Is Our Fate in China’s Hands? - The American Spectator | USA News and Politics
Is Our Fate in China’s Hands?

After the coronavirus pandemic exposed the precarious position of the American economy, Sens. Josh Hawley (R-Mo.) and Marco Rubio (R-Fla.) have thrown their support behind measures to bolster our feeble manufacturing infrastructure and limit our dependence upon global supply chain partners who are indifferent, or even antagonistic, to American interests. Our reliance on other countries to manufacture our medications, masks, and medical equipment has left our ultimate fate up to the whims of foreign governments and multinational corporations. 

In an April Washington Post op-ed, Hawley emphatically endorsed measures to create a more resilient American economy: “It is past time to secure our supply chains by adopting strong local-content requirements for all industries essential to our crisis response, to be phased in when the current emergency ends,” he wrote. “These measures should be paired with generous financing for all businesses looking to move back home.” In addition to ensuring that America is able to efficiently and effectively respond to future crises, these measures could help provide employment in an economy currently hemorrhaging jobs. It is extremely important that American leaders understand, as Hawley does, that global influence stems from a solid manufacturing base. 

In May, Rubio proposed legislation that would increase the taxes on American companies’ Chinese-earned profits. The bill would also prevent American companies from selling sensitive technology to China, helping to preserve our current technological advantage and ensure that the fruits of our research and development don’t wind up in the wrong hands. While it is unlikely that this measure will be passed, the bill represents a step in the right direction. In 2018, the Chinese government spent over $35 billion buying intellectual property rights from foreign firms in the aviation, telecommunications, computing, and manufacturing industries. Firms sold their intellectual property rights in exchange for access to the massive and ever-growing Chinese marketplace. 

President Trump, long a critic of China and a proponent of bringing manufacturing back from overseas, is considering establishing a $25 billion reshoring fund to subsidize the additional operating costs of firms that move operations back to America.

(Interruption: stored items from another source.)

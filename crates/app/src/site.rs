use shared_types::SiteConfig;
use std::sync::OnceLock;

static SITE: OnceLock<SiteConfig> = OnceLock::new();

/// Page copy bundled at build time; edit `site.toml` to change it.
const SITE_TOML: &str = include_str!("../site.toml");

/// Parse the bundled `site.toml` once. A broken file logs a warning and
/// yields the stock copy.
pub fn site_config() -> &'static SiteConfig {
    SITE.get_or_init(|| {
        let config = SiteConfig::from_toml_or_default(SITE_TOML);
        tracing::debug!(brand = %config.brand, "site config loaded");
        config
    })
}

#[cfg(test)]
mod tests {
    use super::*;

    #[test]
    fn bundled_config_matches_stock_copy() {
        assert_eq!(site_config(), &SiteConfig::default());
    }
}
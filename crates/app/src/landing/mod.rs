mod footer;
mod hero;
mod how_it_works;
mod icons;
mod nav;
mod search_panel;
mod trust;

use crate::use_site_config;
use dioxus::prelude::*;

use footer::SiteFooter;
use hero::Hero;
use how_it_works::HowItWorks;
use nav::SiteNav;
use search_panel::SearchPanel;
use trust::TrustIndicators;

/// The whole landing page, top to bottom.
#[component]
pub fn Landing() -> Element {
    let config = use_site_config();

    rsx! {
        div { class: "landing",
            SiteNav { brand: config.brand.clone(), links: config.nav.clone() }
            Hero {
                headline: config.hero.headline.clone(),
                tagline: config.hero.tagline.clone(),
                image_url: config.hero.image_url.clone(),
            }
            main { class: "landing-main",
                SearchPanel {}
                TrustIndicators { items: config.trust.clone() }
                HowItWorks { steps: config.steps.clone() }
            }
            SiteFooter { line: config.copyright_line() }
        }
    }
}
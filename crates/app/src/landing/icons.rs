use dioxus::prelude::*;
use dioxus_free_icons::icons::ld_icons::{
    LdCalendar, LdCar, LdClock, LdSearch, LdShield, LdTrophy, LdUsers,
};
use dioxus_free_icons::Icon;
use shared_types::IconKind;

/// Render the lucide icon configured for a highlight.
pub fn highlight_icon(kind: IconKind, size: u32) -> Element {
    match kind {
        IconKind::Users => rsx! { Icon::<LdUsers> { icon: LdUsers, width: size, height: size } },
        IconKind::Trophy => rsx! { Icon::<LdTrophy> { icon: LdTrophy, width: size, height: size } },
        IconKind::Shield => rsx! { Icon::<LdShield> { icon: LdShield, width: size, height: size } },
        IconKind::Clock => rsx! { Icon::<LdClock> { icon: LdClock, width: size, height: size } },
        IconKind::Search => rsx! { Icon::<LdSearch> { icon: LdSearch, width: size, height: size } },
        IconKind::Calendar => {
            rsx! { Icon::<LdCalendar> { icon: LdCalendar, width: size, height: size } }
        }
        IconKind::Car => rsx! { Icon::<LdCar> { icon: LdCar, width: size, height: size } },
    }
}
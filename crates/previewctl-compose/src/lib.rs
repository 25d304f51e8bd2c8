//! # previewctl-compose
//!
//! Compose manifest handling for the preview CLI.
//!
//! Handles:
//! - **Parser**: Decoding of compose YAML and discovery of file references.
//! - **Resolver**: Depth-first expansion of references into a deduplicated
//!   dependency list, with cycle and depth checks.
//! - **Payload**: Base64 transport encoding of the resolved bundle.
//! - **Paths**: Lexical path normalization shared by the above.

pub mod error;
pub mod parser;
pub mod paths;
pub mod payload;
pub mod resolver;

pub use error::DependencyError;
pub use resolver::{DependencyResolver, ResolvedDependency, bundle, resolve};
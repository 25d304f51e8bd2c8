//! # previewctl-client
//!
//! Thin blocking client for the preview service's compose-file endpoints.
//! Each operation issues a single request and maps the response onto
//! [`previewctl_common::error::PreviewError`].

pub mod client;
pub mod response;

pub use client::ApiClient;
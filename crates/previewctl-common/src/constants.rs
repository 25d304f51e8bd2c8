//! System-wide constants and default paths.

use std::path::PathBuf;

/// Application name used in CLI output and the configuration directory.
pub const APP_NAME: &str = "previewctl";

/// Directory under the user's home that holds CLI state.
pub const CONFIG_DIR_NAME: &str = ".previewctl";

/// File name of the CLI configuration inside [`CONFIG_DIR_NAME`].
pub const CONFIG_FILE_NAME: &str = "config.json";

/// Environment variable overriding the configuration file location.
pub const CONFIG_ENV_VAR: &str = "PREVIEWCTL_CONFIG";

/// Path prefix of the CLI API on the remote service.
pub const API_PREFIX: &str = "/api/cli/v1";

/// Deepest chain of included manifests the resolver will follow.
pub const MAX_INCLUDE_DEPTH: usize = 32;

/// Returns the user's home directory, if one is set.
pub fn home_dir() -> Option<PathBuf> {
    std::env::var_os("HOME")
        .or_else(|| std::env::var_os("USERPROFILE"))
        .filter(|home| !home.is_empty())
        .map(PathBuf::from)
}

/// Returns the default configuration file path.
///
/// Prefers `$HOME/.previewctl/config.json`, falling back to a path relative
/// to the working directory when no home directory is known.
pub fn default_config_path() -> PathBuf {
    home_dir()
        .unwrap_or_default()
        .join(CONFIG_DIR_NAME)
        .join(CONFIG_FILE_NAME)
}
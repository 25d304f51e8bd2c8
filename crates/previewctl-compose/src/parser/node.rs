//! Decoded manifest tree.
//!
//! YAML documents are converted into this closed set of node variants so
//! that reference extraction can match on shape explicitly.

use super::MalformedManifest;

/// A node of a decoded manifest.
#[derive(Debug, Clone, PartialEq)]
pub enum Node {
    /// Ordered key/value pairs, in source order.
    Mapping(Vec<(String, Node)>),
    /// Ordered list of nodes.
    Sequence(Vec<Node>),
    /// A leaf value.
    Scalar(Scalar),
}

/// A leaf value of a manifest.
#[derive(Debug, Clone, PartialEq)]
pub enum Scalar {
    /// Explicit or implicit `null`.
    Null,
    /// `true` or `false`.
    Bool(bool),
    /// Any numeric literal, kept in its canonical text form.
    Number(String),
    /// A string literal.
    String(String),
}

impl Node {
    /// Returns an empty mapping.
    #[must_use]
    pub const fn empty() -> Self {
        Self::Mapping(Vec::new())
    }

    /// Looks up `key` if this node is a mapping.
    #[must_use]
    pub fn get(&self, key: &str) -> Option<&Self> {
        match self {
            Self::Mapping(entries) => entries.iter().find(|(k, _)| k == key).map(|(_, v)| v),
            _ => None,
        }
    }

    /// Returns the string value of a string scalar.
    #[must_use]
    pub fn as_str(&self) -> Option<&str> {
        match self {
            Self::Scalar(Scalar::String(s)) => Some(s),
            _ => None,
        }
    }

    /// Returns the value of a boolean scalar.
    #[must_use]
    pub const fn as_bool(&self) -> Option<bool> {
        match self {
            Self::Scalar(Scalar::Bool(b)) => Some(*b),
            _ => None,
        }
    }

    /// Whether this node is a `null` scalar.
    #[must_use]
    pub const fn is_null(&self) -> bool {
        matches!(self, Self::Scalar(Scalar::Null))
    }

    /// Short description of the node's shape, for error messages.
    #[must_use]
    pub const fn shape(&self) -> &'static str {
        match self {
            Self::Mapping(_) => "a mapping",
            Self::Sequence(_) => "a list",
            Self::Scalar(Scalar::Null) => "null",
            Self::Scalar(Scalar::Bool(_)) => "a boolean",
            Self::Scalar(Scalar::Number(_)) => "a number",
            Self::Scalar(Scalar::String(_)) => "a string",
        }
    }
}

impl TryFrom<serde_yaml::Value> for Node {
    type Error = MalformedManifest;

    fn try_from(value: serde_yaml::Value) -> Result<Self, Self::Error> {
        use serde_yaml::Value;

        Ok(match value {
            Value::Null => Self::Scalar(Scalar::Null),
            Value::Bool(b) => Self::Scalar(Scalar::Bool(b)),
            Value::Number(n) => Self::Scalar(Scalar::Number(n.to_string())),
            Value::String(s) => Self::Scalar(Scalar::String(s)),
            Value::Sequence(items) => Self::Sequence(
                items
                    .into_iter()
                    .map(Self::try_from)
                    .collect::<Result<_, _>>()?,
            ),
            Value::Mapping(mapping) => {
                let mut entries = Vec::with_capacity(mapping.len());
                for (key, value) in mapping {
                    entries.push((mapping_key(key)?, Self::try_from(value)?));
                }
                Self::Mapping(entries)
            }
            Value::Tagged(tagged) => Self::try_from(tagged.value)?,
        })
    }
}

fn mapping_key(key: serde_yaml::Value) -> Result<String, MalformedManifest> {
    use serde_yaml::Value;

    match key {
        Value::String(s) => Ok(s),
        Value::Number(n) => Ok(n.to_string()),
        Value::Bool(b) => Ok(b.to_string()),
        other => Err(MalformedManifest::new(format!(
            "unsupported mapping key: {other:?}"
        ))),
    }
}
//! CLI command definitions and dispatch.

pub mod compose;
pub mod config;
pub mod version;

use std::path::PathBuf;

use clap::{Args, Parser, Subcommand};
use previewctl_common::config::CliConfig;

/// pvw: Manage preview environments from the command line.
#[derive(Parser, Debug)]
#[command(name = "pvw", version, about, long_about = None)]
pub struct Cli {
    /// Subcommand to execute.
    #[command(subcommand)]
    pub command: Command,

    /// Project slug to use instead of the configured project.
    #[arg(long, global = true)]
    pub project: Option<String>,

    /// Path to the configuration file.
    #[arg(long, global = true, env = previewctl_common::constants::CONFIG_ENV_VAR)]
    pub config: Option<PathBuf>,
}

/// Available CLI subcommands.
#[derive(Subcommand, Debug)]
pub enum Command {
    /// Print version information.
    Version,
    /// Read and change CLI configuration options.
    Config(config::ConfigArgs),
    /// Manage the selected project.
    Project(ProjectArgs),
}

/// Arguments for the `project` subcommand.
#[derive(Args, Debug)]
pub struct ProjectArgs {
    /// Project resource to manage.
    #[command(subcommand)]
    pub command: ProjectCommand,
}

/// Subcommands of `project`.
#[derive(Subcommand, Debug)]
pub enum ProjectCommand {
    /// Manage the project's compose file.
    #[command(subcommand)]
    Compose(compose::ComposeCommand),
}

/// Options shared by every command.
#[derive(Debug, Clone)]
pub struct Globals {
    /// Configuration file location.
    pub config_path: PathBuf,
    /// Project override from `--project`.
    pub project: Option<String>,
}

impl Globals {
    /// Loads the configuration file with the project override applied.
    ///
    /// # Errors
    ///
    /// Returns an error if the configuration file cannot be read.
    pub fn load_config(&self) -> anyhow::Result<CliConfig> {
        Ok(CliConfig::load(&self.config_path)?.with_project_override(self.project.clone()))
    }
}

/// Dispatches the parsed CLI command to its handler.
///
/// # Errors
///
/// Returns an error if the command execution fails.
pub fn execute(cli: Cli) -> anyhow::Result<()> {
    let globals = Globals {
        config_path: cli
            .config
            .unwrap_or_else(previewctl_common::constants::default_config_path),
        project: cli.project,
    };
    tracing::debug!(config = %globals.config_path.display(), "dispatching command");

    match cli.command {
        Command::Version => version::execute(),
        Command::Config(args) => config::execute(args, &globals),
        Command::Project(ProjectArgs {
            command: ProjectCommand::Compose(command),
        }) => compose::execute(command, &globals),
    }
}

#[cfg(test)]
mod tests {
    use super::*;

    #[test]
    fn cli_definition_is_consistent() {
        use clap::CommandFactory;
        Cli::command().debug_assert();
    }

    #[test]
    fn parses_compose_set_with_global_project() {
        let cli = Cli::try_parse_from([
            "pvw", "project", "compose", "set", "--file", "compose.yml", "--project", "shop",
        ])
        .expect("should parse");
        assert_eq!(cli.project.as_deref(), Some("shop"));
        assert!(matches!(
            cli.command,
            Command::Project(ProjectArgs {
                command: ProjectCommand::Compose(compose::ComposeCommand::Set(_))
            })
        ));
    }

    #[test]
    fn compose_set_requires_file() {
        assert!(Cli::try_parse_from(["pvw", "project", "compose", "set"]).is_err());
    }
}
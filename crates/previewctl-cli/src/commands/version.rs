//! `pvw version`: Print version information.

/// Executes the `version` command.
///
/// # Errors
///
/// Never fails; returns `Result` for dispatch uniformity.
#[allow(clippy::unnecessary_wraps)]
pub fn execute() -> anyhow::Result<()> {
    println!("{}", env!("CARGO_PKG_VERSION"));
    Ok(())
}
//! Text helpers for `pvw` command output.

/// Binary units above bytes, smallest first.
const UNITS: [&str; 3] = ["KiB", "MiB", "GiB"];

/// Renders a file size in binary units, e.g. `4 B` or `2.0 KiB`.
///
/// Sizes beyond the largest unit stay in GiB.
#[allow(clippy::cast_precision_loss)]
#[must_use]
pub fn format_bytes(bytes: u64) -> String {
    if bytes < 1024 {
        return format!("{bytes} B");
    }
    let mut value = bytes as f64 / 1024.0;
    let mut unit = UNITS[0];
    for &next in &UNITS[1..] {
        if value < 1024.0 {
            break;
        }
        value /= 1024.0;
        unit = next;
    }
    format!("{value:.1} {unit}")
}

/// Hides all but the last four characters of a secret.
#[must_use]
pub fn mask_secret(secret: &str) -> String {
    let count = secret.chars().count();
    if count <= 4 {
        return "*".repeat(count);
    }
    let tail: String = secret.chars().skip(count - 4).collect();
    format!("{}{tail}", "*".repeat(count - 4))
}

/// A horizontal double rule of the given width.
#[must_use]
pub fn rule(width: usize) -> String {
    "\u{2550}".repeat(width)
}
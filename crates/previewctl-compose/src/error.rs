//! Failures of a dependency resolution run.
//!
//! Every variant aborts the whole run; no partial bundle is returned.

use std::path::PathBuf;

use thiserror::Error;

use crate::parser::MalformedManifest;
use crate::paths::display_chain;

/// Error returned by the dependency resolver.
#[derive(Debug, Error)]
pub enum DependencyError {
    /// The root or an included manifest could not be decoded.
    #[error("malformed manifest {}: {source}", .path.display())]
    MalformedManifest {
        /// Manifest that failed to decode.
        path: PathBuf,
        /// Decoding failure.
        source: MalformedManifest,
    },

    /// A referenced file does not exist.
    #[error(
        "missing dependency {} (resolved to {}) referenced by {}{}",
        .reference.display(),
        .resolved.display(),
        .declared_in.display(),
        service_suffix(.service.as_deref())
    )]
    MissingDependency {
        /// Path as written in the manifest.
        reference: PathBuf,
        /// Absolute path that was looked up.
        resolved: PathBuf,
        /// Manifest that declared the reference.
        declared_in: PathBuf,
        /// Service that declared the reference, if any.
        service: Option<String>,
    },

    /// A chain of includes leads back to a manifest still being expanded.
    #[error("cyclic dependency: {}", display_chain(.chain))]
    CyclicDependency {
        /// Absolute paths from the first revisited manifest back to itself.
        chain: Vec<PathBuf>,
    },

    /// A file exists but could not be read.
    #[error("cannot read {}: {source}", .path.display())]
    UnreadableFile {
        /// File that could not be read.
        path: PathBuf,
        /// Underlying I/O error.
        source: std::io::Error,
    },

    /// Includes nest deeper than the resolver allows.
    #[error("include depth limit of {limit} exceeded at {}", .path.display())]
    IncludeDepthExceeded {
        /// Manifest that would have exceeded the limit.
        path: PathBuf,
        /// Configured maximum depth.
        limit: usize,
    },
}

fn service_suffix(service: Option<&str>) -> String {
    service.map_or_else(String::new, |name| format!(" (service `{name}`)"))
}
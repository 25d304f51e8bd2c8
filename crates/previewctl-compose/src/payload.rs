//! Transport payload for a resolved dependency bundle.
//!
//! File contents are Base64-encoded so arbitrary bytes survive a JSON API.

use std::path::Path;

use base64::Engine;
use base64::engine::general_purpose::STANDARD;
use serde::{Deserialize, Serialize};

use crate::resolver::ResolvedDependency;

/// One file as transmitted to the preview service.
#[derive(Debug, Clone, PartialEq, Eq, Serialize, Deserialize)]
pub struct FileEntry {
    /// Absolute local path.
    pub path: String,
    /// Base64-encoded file bytes.
    pub content: String,
    /// Absolute local path the file was read from.
    pub source: String,
}

impl FileEntry {
    /// Builds an entry for the file at `path` holding `content`.
    #[must_use]
    pub fn encode(path: &Path, content: &[u8]) -> Self {
        let path = path.to_string_lossy().into_owned();
        Self {
            source: path.clone(),
            path,
            content: encode_content(content),
        }
    }

    /// Decodes the entry's content back to raw bytes.
    ///
    /// # Errors
    ///
    /// Returns an error if the content is not valid Base64.
    pub fn decode(&self) -> Result<Vec<u8>, base64::DecodeError> {
        decode_content(&self.content)
    }
}

impl From<&ResolvedDependency> for FileEntry {
    fn from(dep: &ResolvedDependency) -> Self {
        Self::encode(dep.source(), &dep.content)
    }
}

/// The root manifest and every file it needs, ready to send in one request.
#[derive(Debug, Clone, PartialEq, Eq, Serialize, Deserialize)]
pub struct ComposeBundle {
    /// The root manifest.
    #[serde(rename = "compose_file")]
    pub manifest: FileEntry,
    /// Transitively referenced files, in resolution order.
    pub dependencies: Vec<FileEntry>,
}

/// Encodes bytes with standard padded Base64.
#[must_use]
pub fn encode_content(bytes: &[u8]) -> String {
    STANDARD.encode(bytes)
}

/// Decodes standard Base64, tolerating embedded line breaks.
///
/// # Errors
///
/// Returns an error if the input is not valid Base64.
pub fn decode_content(encoded: &str) -> Result<Vec<u8>, base64::DecodeError> {
    let compact: String = encoded.chars().filter(|c| !c.is_ascii_whitespace()).collect();
    STANDARD.decode(compact)
}

#[cfg(test)]
mod tests {
    use super::*;

    #[test]
    fn entry_mirrors_path_into_source() {
        let entry = FileEntry::encode(Path::new("/app/.env"), b"KEY=value\n");
        assert_eq!(entry.path, "/app/.env");
        assert_eq!(entry.source, "/app/.env");
        assert_eq!(entry.content, "S0VZPXZhbHVlCg==");
    }

    #[test]
    fn binary_content_survives_encoding() {
        let bytes: Vec<u8> = (0..=255).collect();
        let entry = FileEntry::encode(Path::new("/app/blob.bin"), &bytes);
        assert_eq!(entry.decode().expect("decode"), bytes);
    }

    #[test]
    fn decode_accepts_wrapped_lines() {
        assert_eq!(decode_content("S0VZPXZh\nbHVlCg==\n").expect("decode"), b"KEY=value\n");
    }

    #[test]
    fn decode_rejects_garbage() {
        assert!(decode_content("not base64!").is_err());
    }

    #[test]
    fn bundle_serializes_with_service_field_names() {
        let bundle = ComposeBundle {
            manifest: FileEntry::encode(Path::new("/app/compose.yml"), b"services: {}\n"),
            dependencies: vec![FileEntry::encode(Path::new("/app/.env"), b"A=1")],
        };
        let json = serde_json::to_value(&bundle).expect("serialize");
        assert_eq!(json["compose_file"]["path"], "/app/compose.yml");
        assert_eq!(json["compose_file"]["source"], "/app/compose.yml");
        assert_eq!(json["dependencies"][0]["path"], "/app/.env");
        assert_eq!(json["dependencies"][0]["content"], "QT0x");
    }
}
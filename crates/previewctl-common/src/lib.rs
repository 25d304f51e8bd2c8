//! # previewctl-common
//!
//! Shared error definitions, configuration file model, and constants
//! used across the entire previewctl workspace.
//!
//! This crate is the leaf of the dependency graph. It depends on no other
//! internal crate and provides the foundational primitives that all other
//! crates build upon.

pub mod config;
pub mod constants;
pub mod error;
//! Operations behind the commands. Nothing here prints directly; progress
//! goes through the context's reporter.

pub mod context;
pub mod error;
pub mod install;
pub mod rules;

pub use context::RunContext;
pub use error::InstallError;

This action would help to alleviate the additional financial burden for firms who reshore their operations, as the operating costs in China and other developing countries are significantly lower. Another more realistic solution is the establishment of a fund that subsidizes the costs of firms that move operations from China to other developing countries with favorable attitudes towards America, which would still allow companies to produce their goods cheaply while refraining from putting our national security in jeopardy. 

Our economy’s structural vulnerabilities and lack of resilience are not lost upon China. Former Chinese General Qiao Liang made recent statements recognizing the tenuousness of our situation. He acknowledges the definite American advantage in technology, research, and development, but asserts that “high technology always falls back on manufacturing.” If America itself doesn’t have the capacity to produce goods of strategic importance, then its technological advantage over competitor countries is negated. Our reliance upon less-than-friendly trading partners, like China, for these goods becomes leverage for them and a vulnerability for us. 

In the post-coronavirus world, America needs to internalize the lessons from the pandemic and take significant and tangible steps to secure our strategic supply chain and create a stronger, more resilient economy.